NEW YORK, Dec. 16, 2021 /PRNewswire-PRWeb/ -- Launched in 2013, the much anticipated annual awards acknowledge and shine a spotlight on the latest and most impactful advancements making waves in the analytical science field – and beyond. Readers of The Analytical Scientist are invited to nominate the innovations they feel deserve recognition. A judging panel comprised of top leaders in the field then evaluate the submitted entries for that calendar year and select the top 15 innovations deemed to be most impactful. The only rules are that the technology or solution must have been released (or planned for release) in 2021 – and it must be expected to have a significant impact on analytical science.

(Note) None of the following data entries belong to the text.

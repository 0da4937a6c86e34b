use anyhow::{Context, Result, bail};
use buddy_core::time::{local_date, parse_date};
use buddy_core::{
    AchievementKind, BudgetState, Category, Confirmation, LoginOutcome, NewGoal, NewTransaction, TransactionType,
    categorize,
};
use buddy_ingest::{NotificationInbox, NotificationParser};
use chrono::{NaiveDate, Utc};
use clap::{Parser, Subcommand};
use std::fs;
use std::path::{Path, PathBuf};
use tracing::debug;
use tracing_subscriber::{EnvFilter, fmt, prelude::*};

mod annotate;
mod config;
mod setup;
mod state;

use config::Config;

#[derive(Parser, Debug)]
#[command(name = "buddy", version, about = "Budget Buddy: expense tracking with a plant that grows with your habits")]
struct Cli {
    /// Debug logging (RUST_LOG still wins)
    #[arg(short, long, global = true)]
    verbose: bool,

    #[command(subcommand)]
    command: Command,
}

#[derive(Subcommand, Debug)]
enum Command {
    /// Interactive setup: write ~/.budget-buddy/config.toml
    Setup,

    /// Record today's visit (streak + plant)
    Login,

    /// Add a transaction by hand
    Add {
        /// Amount, e.g. 1,250.00
        amount: String,

        description: String,

        /// income or expense
        #[arg(long = "type", default_value = "expense")]
        kind: TransactionType,

        /// Category label; guessed from the description when omitted
        #[arg(long)]
        category: Option<String>,

        /// YYYY-MM-DD (default: today)
        #[arg(long)]
        date: Option<String>,
    },

    /// Bank notification (SMS) commands
    Sms {
        #[command(subcommand)]
        command: SmsCommand,
    },

    /// Savings goals
    Goal {
        #[command(subcommand)]
        command: GoalCommand,
    },

    /// Monthly budget
    Budget {
        #[command(subcommand)]
        command: BudgetCommand,
    },

    /// Most recent transactions
    History {
        #[arg(long, default_value_t = 10)]
        limit: usize,
    },

    /// Achievements and progress toward each
    Achievements,

    /// Balance, month to date, streak, and plant
    Status,
}

#[derive(Subcommand, Debug)]
enum SmsCommand {
    /// Parse one message without storing anything
    Parse { text: String },

    /// Queue messages (one per line) for review
    Scan {
        #[arg(long)]
        file: PathBuf,
    },

    /// Show queued messages awaiting a decision
    List,

    /// Turn a queued message into a transaction
    Confirm { id: String },

    /// Drop a queued message
    Reject { id: String },
}

#[derive(Subcommand, Debug)]
enum GoalCommand {
    Add {
        title: String,

        target: f64,

        /// YYYY-MM-DD, after today
        #[arg(long)]
        deadline: String,

        #[arg(long, default_value = "Savings")]
        category: String,
    },

    /// Set the amount saved so far
    Progress { id: String, amount: f64 },

    List,
}

#[derive(Subcommand, Debug)]
enum BudgetCommand {
    Set { amount: f64 },
}

#[tokio::main]
async fn main() -> Result<()> {
    let cli = Cli::parse();

    // Priority: RUST_LOG env var > --verbose flag > default (info)
    let filter = if std::env::var("RUST_LOG").is_ok() {
        EnvFilter::from_default_env()
    } else if cli.verbose {
        EnvFilter::new("debug")
    } else {
        EnvFilter::new("info")
    };

    tracing_subscriber::registry()
        .with(filter)
        .with(fmt::layer().with_target(false).compact())
        .init();

    let home = state::ensure_buddy_home()?;
    debug!(home = %home.display(), "Using data directory");

    if let Command::Setup = cli.command {
        return setup::run_setup(&home);
    }

    let cfg = config::load_config(&home)?;
    let today = local_date(Utc::now(), &cfg.general.timezone)?;
    let mut budget = state::load_state(&home, cfg.budget.default_monthly)?;

    match cli.command {
        Command::Setup => {}

        Command::Login => {
            let report = budget.record_login(today, Utc::now());
            match report.outcome {
                LoginOutcome::AlreadyRecorded => println!("Already checked in today."),
                LoginOutcome::Started => println!("Welcome! Streak started."),
                LoginOutcome::Advanced => println!("Streak: {} days", report.current_streak),
            }
            print_unlocked(&budget, &report.unlocked);
            print_plant(&budget);
            state::save_state(&home, &budget)?;
        }

        Command::Add {
            amount,
            description,
            kind,
            category,
            date,
        } => {
            let category = match category {
                Some(label) => Category::from_label(&label).with_context(|| {
                    format!(
                        "unknown category {label:?} (one of: {})",
                        Category::ALL.map(|c| c.label()).join(", ")
                    )
                })?,
                None => categorize(&description),
            };
            let date = date.as_deref().map(parse_date).transpose()?.unwrap_or(today);
            let txn = NewTransaction::from_input(&amount, &description, category, kind, date)?;

            let confirmation = budget.confirm_transaction(txn, Utc::now());
            state::save_state(&home, &budget)?;
            report_confirmation(&budget, &confirmation, today);
            advise(&home, &cfg, &mut budget, &confirmation).await?;
        }

        Command::Sms { command } => {
            let parser = NotificationParser::new(cfg.notification_capability())?;
            let mut inbox = state::load_inbox(&home)?;
            sms(command, &home, &cfg, &parser, &mut inbox, &mut budget, today).await?;
        }

        Command::Goal { command } => match command {
            GoalCommand::Add {
                title,
                target,
                deadline,
                category,
            } => {
                let deadline = parse_date(&deadline)?;
                let goal = budget.add_goal(NewGoal::new(title, target, deadline, category, today)?);
                println!("Added goal {} ({}): ${:.2} by {}", goal.title, goal.id, goal.target_amount, goal.deadline);
                state::save_state(&home, &budget)?;
            }
            GoalCommand::Progress { id, amount } => {
                let goal = budget.update_goal_progress(&id, amount)?;
                println!(
                    "{}: ${:.2} of ${:.2} ({:.0}%){}",
                    goal.title,
                    goal.current_amount,
                    goal.target_amount,
                    goal.progress_pct(),
                    if goal.is_completed { " - completed!" } else { "" }
                );
                state::save_state(&home, &budget)?;
            }
            GoalCommand::List => {
                if budget.goals.is_empty() {
                    println!("No goals yet. Add one: buddy goal add \"Emergency fund\" 1000 --deadline YYYY-MM-DD");
                }
                for g in &budget.goals {
                    let days = g.days_until_deadline(today);
                    println!(
                        "{} | {} [{}] | ${:.2}/${:.2} ({:.0}%) | {} | {}",
                        g.id,
                        g.title,
                        g.category,
                        g.current_amount,
                        g.target_amount,
                        g.progress_pct(),
                        g.deadline,
                        if g.is_completed {
                            "done".to_string()
                        } else if days < 0 {
                            format!("{} days overdue", -days)
                        } else {
                            format!("{days} days left")
                        }
                    );
                }
            }
        },

        Command::Budget { command } => match command {
            BudgetCommand::Set { amount } => {
                budget.set_monthly_budget(amount)?;
                println!("Monthly budget: ${:.2}", budget.monthly_budget);
                state::save_state(&home, &budget)?;
            }
        },

        Command::History { limit } => {
            let recent = budget.ledger().recent(limit);
            if recent.is_empty() {
                println!("No transactions yet.");
            }
            for t in recent {
                println!(
                    "{} | {} | {:>10} | {} | {}",
                    t.date,
                    t.kind,
                    format!("{:.2}", t.signed_amount()),
                    t.category,
                    t.description
                );
                if let Some(advice) = &t.advice {
                    println!("    tip: {advice}");
                }
            }
        }

        Command::Achievements => {
            let streak = f64::from(budget.login_streak.current_streak);
            let balance = budget.current_balance();
            let expenses = budget.ledger().expense_count() as f64;
            for a in &budget.achievements {
                let metric = match a.kind {
                    AchievementKind::LoginStreak => streak,
                    AchievementKind::Savings => balance,
                    AchievementKind::Spending => expenses,
                };
                println!(
                    "{} {} {:<24} {:>3.0}%  {}",
                    if a.is_unlocked { "[x]" } else { "[ ]" },
                    a.icon,
                    a.title,
                    a.progress_pct(metric),
                    a.description
                );
            }
        }

        Command::Status => print_status(&budget, today),
    }

    Ok(())
}

async fn sms(
    command: SmsCommand,
    home: &Path,
    cfg: &Config,
    parser: &NotificationParser,
    inbox: &mut NotificationInbox,
    budget: &mut BudgetState,
    today: NaiveDate,
) -> Result<()> {
    if !parser.capability().is_available() {
        println!("Notification reading is disabled on this host (notifications.enabled = false).");
    }

    match command {
        SmsCommand::Parse { text } => match parser.parse(&text, today) {
            Some(d) => println!(
                "{} ${:.2} | {} | {} | {}",
                d.kind, d.amount, d.category, d.description, d.date
            ),
            None => println!("No transaction detected"),
        },

        SmsCommand::Scan { file } => {
            let text = fs::read_to_string(&file).with_context(|| format!("read {}", file.display()))?;
            let before = inbox.len();
            let detected = inbox.scan(parser, text.lines(), today);
            println!(
                "Queued {} messages, {} with a transaction. Review with: buddy sms list",
                inbox.len() - before,
                detected
            );
            state::save_inbox(home, inbox)?;
        }

        SmsCommand::List => {
            let mut any = false;
            for p in inbox.pending() {
                any = true;
                match &p.draft {
                    Some(d) => println!(
                        "{} | {} ${:.2} | {} | {}",
                        p.id, d.kind, d.amount, d.category, d.description
                    ),
                    None => println!("{} | No transaction detected | {}", p.id, p.content),
                }
            }
            if !any {
                println!("Nothing to review.");
            }
        }

        SmsCommand::Confirm { id } => {
            let txn = inbox.confirm(&id)?;
            let confirmation = budget.confirm_transaction(txn, Utc::now());
            state::save_state(home, budget)?;
            state::save_inbox(home, inbox)?;
            report_confirmation(budget, &confirmation, today);
            advise(home, cfg, budget, &confirmation).await?;
        }

        SmsCommand::Reject { id } => match inbox.reject(&id) {
            Some(p) => {
                println!("Dropped: {}", p.content);
                state::save_inbox(home, inbox)?;
            }
            None => bail!("no queued message with id {id}"),
        },
    }

    Ok(())
}

async fn advise(home: &Path, cfg: &Config, budget: &mut BudgetState, confirmation: &Confirmation) -> Result<()> {
    let advisor = cfg.advisor();
    let events = annotate::annotate(&advisor, budget, std::slice::from_ref(&confirmation.transaction_id)).await;
    for ev in &events {
        println!("\nTip: {}", ev.advice);
    }
    if !events.is_empty() {
        state::save_state(home, budget)?;
    }
    Ok(())
}

fn report_confirmation(budget: &BudgetState, confirmation: &Confirmation, today: NaiveDate) {
    if let Some(t) = budget.ledger().get(&confirmation.transaction_id) {
        println!(
            "Added {} ${:.2} | {} | {} ({})",
            t.kind, t.amount, t.category, t.description, t.id
        );
        if t.kind == TransactionType::Expense {
            println!(
                "Spent this month: ${:.2} of ${:.2}",
                budget.monthly_spending(today),
                budget.monthly_budget
            );
        }
    }
    if let Some(habit) = confirmation.habit {
        println!("Habit: {}", habit.describe());
    }
    print_unlocked(budget, &confirmation.unlocked);
    print_plant(budget);
}

fn print_unlocked(budget: &BudgetState, ids: &[String]) {
    for id in ids {
        if let Some(a) = budget.achievements.iter().find(|a| &a.id == id) {
            println!("Achievement unlocked: {} {} - {}", a.icon, a.title, a.description);
        }
    }
}

fn print_plant(budget: &BudgetState) {
    let plant = &budget.plant_health;
    println!(
        "Plant: {} ({}/100) - {}",
        plant.stage().title(),
        plant.level(),
        plant.message()
    );
}

fn print_status(budget: &BudgetState, today: NaiveDate) {
    let spent = budget.monthly_spending(today);
    println!("Balance:         ${:.2}", budget.current_balance());
    println!("Income (month):  ${:.2}", budget.monthly_income(today));
    println!("Spent (month):   ${:.2} of ${:.2}", spent, budget.monthly_budget);
    if spent > budget.monthly_budget {
        println!("                 over budget by ${:.2}", spent - budget.monthly_budget);
    }

    let streak = &budget.login_streak;
    println!(
        "Streak:          {} days (best {}, {} visits{})",
        streak.current_streak,
        streak.longest_streak,
        streak.total_logins,
        if streak.has_logged_in(today) { "" } else { ", not yet today" }
    );

    print_plant(budget);
    println!(
        "Habits:          {} good / {} bad",
        budget.plant_health.good_habits(),
        budget.plant_health.bad_habits()
    );

    let unlocked = budget.achievements.iter().filter(|a| a.is_unlocked).count();
    println!("Achievements:    {unlocked}/{}", budget.achievements.len());
    let open = budget.goals.iter().filter(|g| !g.is_completed).count();
    println!("Goals:           {open} open, {} done", budget.goals.len() - open);
}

Andrew Davies, Texere Publishing CEO said, "The very conception of The Analytical Scientist was to cover trailblazing technology and other advances in the field. From the very start, our editorial team embraced the wider objective of partnering with companies in the field to showcase and promote their novel advances. This current group of winners of the Innovation Awards underscores Texere's dedication to be at the forefront of progress in the analytical sciences and deliver our support to those who lead the way."
James Strachan, the Editor of the Analytical Scientist says this about the 2021 Innovation Award winners, "The technologies featured in this year's Innovation Awards promise greater sensitivity, resolution, flexibility, and speed – with a broad range of possible applications; others are more targeted, with the potential to create new opportunities in cancer research, environmental monitoring, biopharmaceutical development, 'omics research, and more; some take innovations from other fields and put them to good use; and a few are ground-breaking. They certainly paint an exciting picture of the future of analytical science."
This year's number one-ranked technology, SCIEX's ZenoTOF 7600 System, is a new QTOF mass spectrometer that includes a Zeno trap to increase duty cycle and EAD (electron activation dissociation) for alternate fragmentations and improved structural characterization. "This is a new generation QTOF mass spectrometer from one of the industry leaders in QTOF technology," said the judges. "The improvements in speed and sensitivity are clearly huge leaps over previous generations – as is the new EAD cell to generate fragment ion mass spectra."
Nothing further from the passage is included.